As it was crafted to respond to the needs of Operationally Responsive Space (ORS), the Plug-and-Play (PnP) flight software helps to create space systems that can more quickly be fielded to support the needs of the service members deployed all over the world, in combat and in many support roles. It is a key component of an overall modernized, responsive infrastructure that will enable rapid response surveillance, augmented communications capabilities, and more effective command and control.
Developing the PnP software was the culmination of years of R&D work in the PnP Avionics area Microcosm has been involved with for AFRL. Seeing this product incorporated on Northrop Grumman’s MSV for the Air Force ORS program lends significant credibility to our overall PnP space technology development effort. Microcosm is also implementing this approach to software development for a low cost, responsive Earth imaging spacecraft concept we have developed over the past 5 years called NanoEye.
The PnP flight software increases the U.S. competitive advantage in state-of-the-art spacecraft systems, enabling a much faster development/test cycle than traditional spacecraft. This also allows more resources to be available for developing mission-specific software for new state-of-the-art payloads, enhancing the operational performance of U.S. satellites over other nations.
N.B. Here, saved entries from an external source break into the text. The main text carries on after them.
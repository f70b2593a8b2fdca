#![cfg_attr(feature = "fail-on-warnings", deny(warnings))]
#![warn(clippy::all, clippy::pedantic, clippy::nursery, clippy::cargo)]
#![allow(clippy::multiple_crate_versions, clippy::cargo_common_metadata)]

//! Zone, analysis unit, and annual series types.
//!
//! These types are shared by every stage of the forest loss pipeline:
//! geometry preparation produces [`AnalysisUnit`]s, extractors return
//! [`UnitIndicatorTable`]s, and the series stage turns those into
//! [`AnnualAreaSeries`] and [`LossSeries`] values.

use geo::MultiPolygon;
use serde::{Deserialize, Serialize};
use strum_macros::{AsRefStr, Display, EnumString};

/// One of the two fixed analysis regions.
#[derive(
    Debug,
    Clone,
    Copy,
    PartialEq,
    Eq,
    PartialOrd,
    Ord,
    Hash,
    Serialize,
    Deserialize,
    Display,
    EnumString,
    AsRefStr,
)]
#[serde(rename_all = "snake_case")]
#[strum(serialize_all = "snake_case")]
pub enum Zone {
    /// The protected area polygon itself.
    ProtectedArea,
    /// The ring around the protected area, excluding the area itself.
    BufferRing,
}

impl Zone {
    /// All zones, in binding order.
    pub const ALL: [Self; 2] = [Self::ProtectedArea, Self::BufferRing];

    /// Human-readable label used for chart legends and map layers.
    #[must_use]
    pub const fn label(self) -> &'static str {
        match self {
            Self::ProtectedArea => "Protected area",
            Self::BufferRing => "Buffer zone",
        }
    }
}

/// How a chart should lay out the per-zone loss bars.
///
/// Consumed only by presentation; the pipeline passes it through.
#[derive(
    Debug,
    Clone,
    Copy,
    PartialEq,
    Eq,
    Hash,
    Default,
    Serialize,
    Deserialize,
    Display,
    EnumString,
    AsRefStr,
)]
#[serde(rename_all = "snake_case")]
#[strum(serialize_all = "snake_case")]
pub enum DisplayOrder {
    /// Zones stacked on top of each other per year.
    #[default]
    Stacked,
    /// Zones side by side per year.
    Grouped,
}

/// Coordinate space of the input geometry.
#[derive(
    Debug,
    Clone,
    Copy,
    PartialEq,
    Eq,
    Hash,
    Default,
    Serialize,
    Deserialize,
    Display,
    EnumString,
    AsRefStr,
)]
#[serde(rename_all = "snake_case")]
#[strum(serialize_all = "snake_case")]
pub enum CoordinateSpace {
    /// Longitude/latitude in degrees. Buffer distances are in metres.
    #[default]
    Geographic,
    /// Planar coordinates. Buffer distances are in the CRS's linear unit.
    Projected,
}

/// A zone paired with its geometry, ready to hand to an extractor.
///
/// Immutable once built.
#[derive(Debug, Clone, PartialEq)]
pub struct AnalysisUnit {
    zone: Zone,
    id: i64,
    geometry: MultiPolygon<f64>,
}

impl AnalysisUnit {
    #[must_use]
    pub const fn new(zone: Zone, id: i64, geometry: MultiPolygon<f64>) -> Self {
        Self { zone, id, geometry }
    }

    #[must_use]
    pub const fn zone(&self) -> Zone {
        self.zone
    }

    /// Identifier inherited from the source protected area.
    #[must_use]
    pub const fn id(&self) -> i64 {
        self.id
    }

    #[must_use]
    pub const fn geometry(&self) -> &MultiPolygon<f64> {
        &self.geometry
    }
}

/// Threshold subset of the analysis configuration sent to extractors.
#[derive(Debug, Clone, Copy, PartialEq, Serialize, Deserialize)]
#[serde(rename_all = "snake_case")]
pub struct ExtractionConfig {
    /// Minimum forest patch size, in hectares.
    pub min_patch_size_ha: f64,
    /// Minimum canopy cover, in percent.
    pub min_cover_pct: f64,
}

/// Raw per-unit result returned by an extractor, before reshaping.
///
/// The `area_ha` indicator may be wide (`{ "2001": 500.0, ... }`) or long
/// (`[{ "year": 2001, "area_ha": 500.0 }, ...]`).
#[derive(Debug, Clone, PartialEq, Serialize, Deserialize)]
pub struct UnitIndicatorTable {
    /// Zone label echoed back by the extractor, if it provides one.
    #[serde(default, skip_serializing_if = "Option::is_none")]
    pub zone: Option<Zone>,
    /// Indicator name to nested value.
    #[serde(default)]
    pub indicators: serde_json::Map<String, serde_json::Value>,
}

/// Forest cover area for one year.
#[derive(Debug, Clone, Copy, PartialEq, Serialize, Deserialize)]
#[serde(rename_all = "camelCase")]
pub struct YearArea {
    pub year: i32,
    pub area_ha: f64,
}

/// Cumulative forest cover area per year for one zone.
#[derive(Debug, Clone, PartialEq, Serialize, Deserialize)]
#[serde(rename_all = "camelCase")]
pub struct AnnualAreaSeries {
    pub zone: Zone,
    /// Ascending by year, no duplicates.
    pub points: Vec<YearArea>,
}

impl AnnualAreaSeries {
    #[must_use]
    pub const fn new(zone: Zone, points: Vec<YearArea>) -> Self {
        Self { zone, points }
    }

    #[must_use]
    pub fn years(&self) -> Vec<i32> {
        self.points.iter().map(|p| p.year).collect()
    }
}

/// Forest loss for one year, in whole hectares.
#[derive(Debug, Clone, Copy, PartialEq, Eq, Serialize, Deserialize)]
#[serde(rename_all = "camelCase")]
pub struct YearLoss {
    pub year: i32,
    pub loss_ha: u64,
}

/// Year-over-year forest loss for one zone.
#[derive(Debug, Clone, PartialEq, Eq, Serialize, Deserialize)]
#[serde(rename_all = "camelCase")]
pub struct LossSeries {
    pub zone: Zone,
    /// Same year domain and ordering as the source area series.
    pub points: Vec<YearLoss>,
}

impl LossSeries {
    #[must_use]
    pub fn years(&self) -> Vec<i32> {
        self.points.iter().map(|p| p.year).collect()
    }

    /// Sum of the per-year losses.
    #[must_use]
    pub fn total_ha(&self) -> u64 {
        self.points.iter().map(|p| p.loss_ha).sum()
    }
}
U.S. spacecraft will be able to do much more for less total dollars than competing space systems of other nations.
The Microcosm team successfully prototyped and evaluated key elements of the Plug-and-Play (PnP) paradigm as part of developing the PnP flight software, validating many years of R&D in this area. The efforts associated with the program resulted in development of a baseline attitude software architecture and implementation, test results, interaction with the larger community implementing PnP responsive space systems, and an evaluation of the return-on-investment for PnP responsive space systems.
The Plug-and-Play (PnP) attitude control system flight software is one instantiation of reusable, reconfigurable flight software for spacecraft. While the attitude control system flight software is usually the largest portion of overall spacecraft subsystem software, we plan to extend this to the full complement of onboard software for our low cost, responsive NanoEye spacecraft, making all major subsystem components PnP-compatible, including the payload. This is work in progress at Microcosm.
Microcosm is committed to providing low cost access to & operations in space. We specialize in “reinventing space.” We are recognized for innovations in space mission engineering; guidance, navigation, & control; and development of technologies & methods to substantially reduce space mission costs.